Saved data entries:
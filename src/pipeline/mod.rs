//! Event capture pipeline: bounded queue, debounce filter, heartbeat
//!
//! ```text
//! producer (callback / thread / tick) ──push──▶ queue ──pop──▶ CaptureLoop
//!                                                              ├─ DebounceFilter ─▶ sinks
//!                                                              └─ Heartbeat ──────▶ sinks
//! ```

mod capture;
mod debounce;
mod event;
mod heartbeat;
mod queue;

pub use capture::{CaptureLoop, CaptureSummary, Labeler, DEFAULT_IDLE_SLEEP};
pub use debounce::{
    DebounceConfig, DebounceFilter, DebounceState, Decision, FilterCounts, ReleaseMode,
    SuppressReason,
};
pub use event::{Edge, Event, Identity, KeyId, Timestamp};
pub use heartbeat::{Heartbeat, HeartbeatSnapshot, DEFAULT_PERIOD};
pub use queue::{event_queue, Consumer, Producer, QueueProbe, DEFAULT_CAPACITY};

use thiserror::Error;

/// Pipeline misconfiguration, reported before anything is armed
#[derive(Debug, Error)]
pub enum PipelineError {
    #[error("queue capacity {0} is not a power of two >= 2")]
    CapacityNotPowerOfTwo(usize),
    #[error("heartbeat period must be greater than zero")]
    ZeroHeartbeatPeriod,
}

[Assignment]
What you hand back must match the records above exactly.

[Solved exercise]
filename src/pipeline/mod.rs
//! Event capture pipeline: bounded queue, debounce filter, heartbeat
//!
//! ```text
//! producer (callback / thread / tick) ──push──▶ queue ──pop──▶ CaptureLoop
//!                                                              ├─ DebounceFilter ─▶ sinks
//!                                                              └─ Heartbeat ──────▶ sinks
//! ```

mod capture;
mod debounce;
mod event;
mod heartbeat;
mod queue;

pub use capture::{CaptureLoop, CaptureSummary, Labeler, DEFAULT_IDLE_SLEEP};
pub use debounce::{
    DebounceConfig, DebounceFilter, DebounceState, Decision, FilterCounts, ReleaseMode,
    SuppressReason,
};
pub use event::{Edge, Event, Identity, KeyId, Timestamp};
pub use heartbeat::{Heartbeat, HeartbeatSnapshot, DEFAULT_PERIOD};
pub use queue::{event_queue, Consumer, Producer, QueueProbe, DEFAULT_CAPACITY};

use thiserror::Error;

/// Pipeline misconfiguration, reported before anything is armed
#[derive(Debug, Error)]
pub enum PipelineError {
    #[error("queue capacity {0} is not a power of two >= 2")]
    CapacityNotPowerOfTwo(usize),
    #[error("heartbeat period must be greater than zero")]
    ZeroHeartbeatPeriod,
}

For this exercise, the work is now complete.